To reduce training cost, we freeze the lower encoder layers while keeping higher layers and the classification head trainable.

In [12]:
#Training
#load the pretrained model
model = AutoModelForSequenceClassification.from_pretrained("roberta-base", num_labels=len(labels), id2label=id2label, label2id=label2id)

#freeze embeddings
for p in model.roberta.embeddings.parameters():
    p.requires_grad = False

#freeze bottom 10 layers of the encoder
for layer in model.roberta.encoder.layer[:6]:
    for p in layer.parameters():
        p.requires_grad = False

#define training arguments
training_args = TrainingArguments(
    output_dir="./results",
    eval_strategy="epoch",
    save_strategy="epoch",
    learning_rate=2e-5,
    per_device_train_batch_size=16,
    per_device_eval_batch_size=16,
    num_train_epochs=3,
    weight_decay=0.01,
    load_best_model_at_end=True,
    fp16=True,
    report_to="none",

)
#define trainer parameters
trainer = Trainer(
    model=model,
    args=training_args,
    train_dataset=train_data,
    eval_dataset=val_data,
    processing_class=tokenizer,
    data_collator=data_collator,
    compute_metrics=compute_metrics
)

#train the model
trainer.train()

Some weights of RobertaForSequenceClassification were not initialized from the model checkpoint at roberta-base and are newly initialized: ['classifier.dense.bias', 'classifier.dense.weight', 'classifier.out_proj.bias', 'classifier.out_proj.weight']
You should probably TRAIN this model on a down-stream task to be able to use it for predictions and inference.

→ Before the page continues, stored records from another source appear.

//! Outcomes reported to the host.

use std::fmt;

/// Something the host may want to show or react to.
#[derive(Debug, Clone, PartialEq)]
pub enum ViewportEvent {
    /// The config had no model; the surface shows the background only.
    EmptyModel { generation: u64 },
    /// A model finished loading and is on screen.
    ModelInstalled {
        generation: u64,
        name: String,
        distance: f32,
        degenerate: bool,
    },
    /// Loading or installing the current model failed.
    LoadFailed { generation: u64, reason: String },
    /// A load finished for a generation that is no longer current.
    StaleLoadDiscarded { generation: u64, current: u64 },
    /// The config failed validation.
    ConfigRejected { generation: u64, reason: String },
}

impl ViewportEvent {
    pub fn generation(&self) -> u64 {
        match self {
            ViewportEvent::EmptyModel { generation }
            | ViewportEvent::ModelInstalled { generation, .. }
            | ViewportEvent::LoadFailed { generation, .. }
            | ViewportEvent::StaleLoadDiscarded { generation, .. }
            | ViewportEvent::ConfigRejected { generation, .. } => *generation,
        }
    }
}

impl fmt::Display for ViewportEvent {
    fn fmt(&self, f: &mut fmt::Formatter<'_>) -> fmt::Result {
        match self {
            ViewportEvent::EmptyModel { .. } => write!(f, "No model selected"),
            ViewportEvent::ModelInstalled { name, .. } => write!(f, "Loaded '{}'", name),
            ViewportEvent::LoadFailed { reason, .. } => write!(f, "Load failed: {}", reason),
            ViewportEvent::StaleLoadDiscarded { generation, .. } => {
                write!(f, "Discarded outdated load (generation {})", generation)
            }
            ViewportEvent::ConfigRejected { reason, .. } => write!(f, "Invalid settings: {}", reason),
        }
    }
}

/// Lifecycle status of a viewport.
#[derive(Debug, Clone, Copy, PartialEq, Eq, Default)]
pub enum ViewportStatus {
    #[default]
    Unmounted,
    /// Mounted without a model
    Empty,
    Loading,
    /// Model installed and render loop running
    Ready,
    Failed,
}

impl ViewportStatus {
    pub fn label(&self) -> &'static str {
        match self {
            ViewportStatus::Unmounted => "Unmounted",
            ViewportStatus::Empty => "Empty",
            ViewportStatus::Loading => "Loading",
            ViewportStatus::Ready => "Ready",
            ViewportStatus::Failed => "Failed",
        }
    }
}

Epoch,Training Loss,Validation Loss,Accuracy
1,0.3643,0.296758,0.892705
2,0.3181,0.279603,0.904796
3,0.3016,0.280861,0.907844


TrainOutput(global_step=103008, training_loss=0.3530738001198049, metrics={'train_runtime': 4365.3503, 'train_samples_per_second': 377.542, 'train_steps_per_second': 23.597, 'total_flos': 3.742705065061633e+16, 'train_loss': 0.3530738001198049, 'epoch': 3.0})

In [13]:
import time

start = time.time()
eval_metrics = trainer.evaluate()
eval_time = time.time() - start

print(f"Validation time: {eval_time:.2f} seconds")
print(eval_metrics)


Validation time: 9.27 seconds
{'eval_loss': 0.27960312366485596, 'eval_accuracy': 0.9047957732168258, 'eval_runtime': 9.2651, 'eval_samples_per_second': 1062.265, 'eval_steps_per_second': 66.486, 'epoch': 3.0}


## Results

Validation accuracy is: 0.905 and validation runtime is estimated at 9.27 seconds.

Training time is estimated to be 4365 seconds, which is approx. 1 hour.

Freezing lower layers reduced training cost while maintaining competitive validation performance.

In [14]:
#run validation only in the first 100 samples for the prompt model comparison
val_subset = val_data.select(range(100))  # take first 100 samples

start_time = time.time()
results_100 = trainer.evaluate(eval_dataset=val_subset)
subset_eval_time = time.time() - start

print(f"Validation time: {subset_eval_time:.2f} seconds")
print("Accuracy on first 100 validation samples:", results_100["eval_accuracy"])


Validation time: 19.91 seconds
Accuracy on first 100 validation samples: 0.96


Validation runitime in 100 samples took approx. 20s, while the accuracy on these 100 samples is reported to be 96%.